Seit einiger Zeit haben wir auch enge Kontakte zur alternativen Musikszene in Tirol. Diese
Verbindung stellte ein ehemaliger Studierender, Emir Handžo, her, der sich in
verschiedensten Bands und Orchestern als Schlagzeuger einen Namen gemacht hat. Schon
2007 bei der Aufführung der „Kleinbürgerhochzeit“ war die Zusammenarbeit mit vier
Musikern, die als Mitglieder der „Hochzeitskapelle“ für ironisch-romantische Zwischentöne
und eine schräge Begleitmusik sorgten, für die Theatergruppe sehr bereichernd.
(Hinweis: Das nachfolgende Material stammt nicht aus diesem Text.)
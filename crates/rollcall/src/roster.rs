//! The student roster.
//!
//! A [`Roster`] is loaded once from the `students` key and written back in
//! full after every change. Validation happens before any state changes;
//! a failed write leaves the in-memory roster updated so the caller can
//! retry by saving again.
//!
//! Load with [`Roster::load_for_update`] before adding or deleting, so an
//! unreadable roster is reported instead of being replaced. Student entries
//! that do not decode are dropped by the next write.

use chrono::{DateTime, Utc};
use tracing::{debug, info};

use crate::codec;
use crate::error::{Error, Result};
use crate::keys;
use crate::model::Student;
use crate::store::KeyValueStore;

/// The list of students, in the order they were added.
#[derive(Debug, Clone, Default, PartialEq, Eq)]
pub struct Roster {
    students: Vec<Student>,
}

impl Roster {
    /// Load the roster from the store.
    ///
    /// Missing or unreadable data yields an empty roster.
    pub fn load<S: KeyValueStore + ?Sized>(store: &S) -> Self {
        let students: Vec<Student> = codec::load_list(store, keys::STUDENTS);
        debug!("Loaded {} student(s)", students.len());
        Self { students }
    }

    /// Load the roster ahead of changing it.
    ///
    /// A missing key is an empty roster.
    ///
    /// # Errors
    ///
    /// Returns [`Error::StoreRead`] if the key cannot be read, is not JSON or
    /// is not an array.
    pub fn load_for_update<S: KeyValueStore + ?Sized>(store: &S) -> Result<Self> {
        let students: Vec<Student> = codec::load_list_strict(store, keys::STUDENTS)?;
        debug!("Loaded {} student(s) for update", students.len());
        Ok(Self { students })
    }

    /// Build a roster from students already in memory.
    #[must_use]
    pub fn from_students(students: Vec<Student>) -> Self {
        Self { students }
    }

    /// Write the full roster back to the store.
    ///
    /// # Errors
    ///
    /// Returns an error if the store write fails.
    pub fn save<S: KeyValueStore + ?Sized>(&self, store: &mut S) -> Result<()> {
        codec::save(store, keys::STUDENTS, &self.students)
    }

    /// All students, in roster order.
    #[must_use]
    pub fn students(&self) -> &[Student] {
        &self.students
    }

    /// Number of students on the roster.
    #[must_use]
    pub fn len(&self) -> usize {
        self.students.len()
    }

    /// Check if the roster has no students.
    #[must_use]
    pub fn is_empty(&self) -> bool {
        self.students.is_empty()
    }

    /// Look up a student by id.
    #[must_use]
    pub fn find(&self, id: &str) -> Option<&Student> {
        self.students.iter().find(|s| s.id == id)
    }

    /// Add a student and persist the roster.
    ///
    /// `name` and `email` are trimmed; an email that is empty after trimming
    /// is dropped.
    ///
    /// # Errors
    ///
    /// Returns [`Error::Validation`] if `name` is blank, in which case
    /// nothing changes. Returns a store error if the write fails; the
    /// student stays in the in-memory roster.
    pub fn add_student<S: KeyValueStore + ?Sized>(
        &mut self,
        store: &mut S,
        name: &str,
        email: Option<&str>,
    ) -> Result<Student> {
        self.add_student_at(store, name, email, Utc::now())
    }

    /// Same as [`add_student`](Self::add_student) with an explicit creation time.
    ///
    /// # Errors
    ///
    /// See [`add_student`](Self::add_student).
    pub fn add_student_at<S: KeyValueStore + ?Sized>(
        &mut self,
        store: &mut S,
        name: &str,
        email: Option<&str>,
        created_at: DateTime<Utc>,
    ) -> Result<Student> {
        let name = name.trim();
        if name.is_empty() {
            return Err(Error::validation("name", "student name must not be empty"));
        }
        let email = email
            .map(str::trim)
            .filter(|e| !e.is_empty())
            .map(str::to_string);

        let student = Student {
            id: self.next_id(created_at),
            name: name.to_string(),
            email,
            created_at,
        };

        self.students.push(student.clone());
        info!("Added student {} ({})", student.name, student.id);
        self.save(store)?;
        Ok(student)
    }

    /// Remove the student with `id` and persist the roster.
    ///
    /// Returns `true` if a student was removed. Attendance history is left
    /// untouched.
    ///
    /// # Errors
    ///
    /// Returns a store error if the write fails.
    pub fn delete_student<S: KeyValueStore + ?Sized>(
        &mut self,
        store: &mut S,
        id: &str,
    ) -> Result<bool> {
        let before = self.students.len();
        self.students.retain(|s| s.id != id);
        let removed = self.students.len() != before;

        if removed {
            info!("Deleted student {}", id);
        } else {
            debug!("No student {} to delete", id);
        }
        self.save(store)?;
        Ok(removed)
    }

    /// Creation time in milliseconds, bumped until it is unused.
    fn next_id(&self, created_at: DateTime<Utc>) -> String {
        let mut candidate = created_at.timestamp_millis();
        while self.find(&candidate.to_string()).is_some() {
            candidate += 1;
        }
        candidate.to_string()
    }
}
Die Musiker der Band INNtro unter der Leitung von Emir Handžo waren ein wichtiger
Bestandteil des Erinnerungstheaterstücks. Dajan Krillic, ebenfalls Absolvent unserer Schule,
spielt in dieser Gruppe. Auch bei der Gestaltung von interkulturellen Festen, MusikWorkshop und bei Maturafeiern können wir auf diese Kontakte zurückgreifen.
Für eine lebendige Schule
Für die Schulkultur ist es sehr bereichernd die Erfahrungen, Begabungen und die sozialen
Verbindungen der Studierenden zu fördern und zu nützen und auch die Zusammenarbeit zu
Vereinen wie spectACT, Orient-Okzident und dem Theater Verband Tirol zu pflegen. Für die
Entwicklung und Stärkung einer lebendigen, vielfältigen, bunten Schulgemeinschaft braucht
es besonders den Blick und die Impulse von außen, damit sie nicht in Stagnation verfällt,
sondern neue Blüten treibt.
Den Erfolg, den die Gruppe nachtACTiv mit ihren Produktionen, zuletzt mit dem Theater der
Erinnerung hatte, ist der beste Beweis dafür, dass Theaterarbeit nicht nur das kreative
Potential der Einzelnen fördert, sondern auch einen wichtigen Beitrag zur Schulkultur am
Abendgymnasium leistet.
30 Jahre nach ihrer Einführung ist die unverbindliche Übung Darstellendes Spiel von einem
anfänglich kräftigen Spielbein zu einem nunmehr unverzichtbaren Standbein der Schulkultur
am Abendgymnasium Innsbruck geworden.